Luteal Phase

We've reached the final part of our Cycle School series—the luteal phase, also known as your inner Autumn or pre-menstrual time. This phase occurs between ovulation and your next period. While it's often associated with PMS symptoms, supporting yourself hormonally and living cyclically can make the luteal phase a wonderful time to prioritize your needs.

Did you know

During the luteal phase, progesterone levels peak, preparing the uterus for pregnancy and causing a slight rise in body temperature. Your metabolism speeds up, which can increase appetite and lead to bloating and breast tenderness. Hormonal changes may cause mood swings and skin sensitivity, but understanding these shifts can help you manage them. This phase is a good time for rest and self-care, as the body also needs more nutrients like magnesium and vitamin B6 to stay balanced.

The Science of Your Luteal Phase

After ovulation, your body assumes a potential pregnancy. The corpus luteum, formed from the released egg, produces progesterone to support early pregnancy.

About a week later, if no pregnancy occurs, the corpus luteum breaks down, signaling that the womb lining is not needed, and menstruation begins. This breakdown leads to a drop in progesterone and estrogen levels, triggering your period and potentially causing PMS symptoms if the drop is too dramatic.

How You Might Feel During the Luteal Phase

In this phase, progesterone is dominant. If estrogen is the Beyoncé of hormones, progesterone is more of a Billie Eilish: introverted, straightforward, and lower energy. You may feel more insular, sensitive, and easily overwhelmed because your body is in a protective mode, thinking there might be a pregnancy.

Hormonal ups and downs during the luteal phase, including the drop in estrogen after ovulation and the drop in both progesterone and estrogen before menstruation, can cause mood swings and PMS symptoms like bloating or skin breakouts. Extreme mood drops or anxiety may indicate hormonal imbalances or PMDD (Premenstrual Dysphoric Disorder), which should be discussed with a doctor.

Self-Care in Your Luteal Phase

Self-care is crucial during this phase. The anxiety and stress associated with PMS often occur when we push ourselves too hard physically and mentally. Here’s how to nurture your well-being during this time.

Movement

Exercise can boost your mood, relieve bloating, and help with PMS cramping. However, listen to your body—if you’re not feeling energetic, don’t push yourself. Your body temperature naturally rises during this phase, making intense cardio more exhausting. Enjoy your favourite exercises but be mindful of your energy levels.

Nutrition

Hunger increases during the luteal phase because your body is busy. While you might crave sugary or fried foods, try to maintain a balanced diet to avoid inflammation that can worsen period pain. Focus on whole foods rich in vitamins B6, B12, D, and C, and magnesium to manage PMS symptoms. Dark leafy greens, complex carbohydrates, and oily fish like salmon are excellent choices. If you crave sweets, dark chocolate is a great option as it’s full of magnesium.
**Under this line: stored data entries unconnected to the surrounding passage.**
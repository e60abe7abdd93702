use crate::error::{AppError, AppResult};
use std::time::Duration;

/// 程序配置
#[derive(Clone, Debug)]
pub struct Config {
    // --- OCR（视觉模型）配置 ---
    pub ocr_api_base_url: String,
    pub ocr_model_name: String,
    // --- 批改模型配置 ---
    pub grading_api_base_url: String,
    pub grading_model_name: String,
    pub grading_temperature: f32,
    /// 同时识别的页数
    pub max_concurrent_pages: usize,
    /// 单次外部调用超时（秒）
    pub request_timeout_secs: u64,
    /// 单次批改允许的最大页数
    pub max_pages: usize,
    /// 单张图片允许的最大字节数
    pub max_image_bytes: usize,
    /// 是否显示详细日志
    pub verbose_logging: bool,
    /// 输出日志文件
    pub output_log_file: Option<String>,
}

impl Default for Config {
    fn default() -> Self {
        Self {
            ocr_api_base_url: "https://generativelanguage.googleapis.com/v1beta/openai".to_string(),
            ocr_model_name: "gemini-2.5-flash".to_string(),
            grading_api_base_url: "https://api.openai.com/v1".to_string(),
            grading_model_name: "gpt-4o".to_string(),
            grading_temperature: 0.1,
            max_concurrent_pages: 4,
            request_timeout_secs: 120,
            max_pages: 50,
            max_image_bytes: 20 * 1024 * 1024,
            verbose_logging: false,
            output_log_file: None,
        }
    }
}

impl Config {
    pub fn from_env() -> Self {
        let default = Self::default();
        Self {
            ocr_api_base_url: std::env::var("OCR_API_BASE_URL").unwrap_or(default.ocr_api_base_url),
            ocr_model_name: std::env::var("OCR_MODEL_NAME").unwrap_or(default.ocr_model_name),
            grading_api_base_url: std::env::var("GRADING_API_BASE_URL").unwrap_or(default.grading_api_base_url),
            grading_model_name: std::env::var("GRADING_MODEL_NAME").unwrap_or(default.grading_model_name),
            grading_temperature: std::env::var("GRADING_TEMPERATURE").ok().and_then(|v| v.parse().ok()).unwrap_or(default.grading_temperature),
            max_concurrent_pages: std::env::var("MAX_CONCURRENT_PAGES").ok().and_then(|v| v.parse().ok()).unwrap_or(default.max_concurrent_pages),
            request_timeout_secs: std::env::var("REQUEST_TIMEOUT_SECS").ok().and_then(|v| v.parse().ok()).unwrap_or(default.request_timeout_secs),
            max_pages: std::env::var("MAX_PAGES").ok().and_then(|v| v.parse().ok()).unwrap_or(default.max_pages),
            max_image_bytes: std::env::var("MAX_IMAGE_BYTES").ok().and_then(|v| v.parse().ok()).unwrap_or(default.max_image_bytes),
            verbose_logging: std::env::var("VERBOSE_LOGGING").ok().and_then(|v| v.parse().ok()).unwrap_or(default.verbose_logging),
            output_log_file: std::env::var("OUTPUT_LOG_FILE").ok().or(default.output_log_file),
        }
    }

    /// 检查配置取值
    pub fn validate(&self) -> AppResult<()> {
        if self.max_concurrent_pages == 0 {
            return Err(AppError::invalid_config("max_concurrent_pages", self.max_concurrent_pages));
        }
        if self.request_timeout_secs == 0 {
            return Err(AppError::invalid_config("request_timeout_secs", self.request_timeout_secs));
        }
        if self.max_pages == 0 {
            return Err(AppError::invalid_config("max_pages", self.max_pages));
        }
        Ok(())
    }

    pub fn request_timeout(&self) -> Duration {
        Duration::from_secs(self.request_timeout_secs)
    }
}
If alcohol affects your mood, consider swapping wine for kombucha, which can help maintain a balanced diet and support your overall well-being.

Rest

Support your mental well-being by taking it easy and making time for activities that make you feel good, whether it’s catching up with a friend, reading a book, or creating a calming environment at home. Slow down, say no to unnecessary tasks, and ask for help when needed.

How Oemph Can Help During Your Luteal Phase

Our Oemph products, such as Calm Your Farm and Go With The Flow, are designed to alleviate pre-menstrual cramping and anxiety. These supplements can be seamlessly incorporated into your daily routine, whether you are organizing at home or attending a yoga class.

If you experience additional symptoms like bloating, low mood, and fatigue, our comprehensive range of supplements can help manage these issues and support a smoother cycle. Stay tuned for our upcoming product launch, aimed at further enhancing your menstrual health.

Fast Facts

Progesterone Peak

During the luteal phase, progesterone levels peak, which helps prepare the uterine lining for a potential pregnancy.

Temperature Rise

Progesterone causes a slight rise in body temperature, which can be tracked for fertility awareness.

Increased Metabolism

Your metabolism speeds up during the luteal phase, leading to increased calorie burning and often a greater appetite.

Mood Changes

Hormonal fluctuations can lead to mood swings, irritability, and even anxiety, commonly known as PMS. However, understanding and supporting your hormones can help manage these symptoms.

Fluid Retention

Progesterone can cause the body to retain more fluid, leading to bloating and breast tenderness.

Energy Shift

Many women feel a natural shift towards introspection and lower energy levels, making it an ideal time for rest and self-care.

Skin Sensitivity

Changes in hormone levels can make your skin more sensitive and prone to breakouts during the luteal phase.

Nutrient Needs

The body requires more nutrients like magnesium and vitamin B6 to help combat PMS symptoms and support overall well-being during this phase.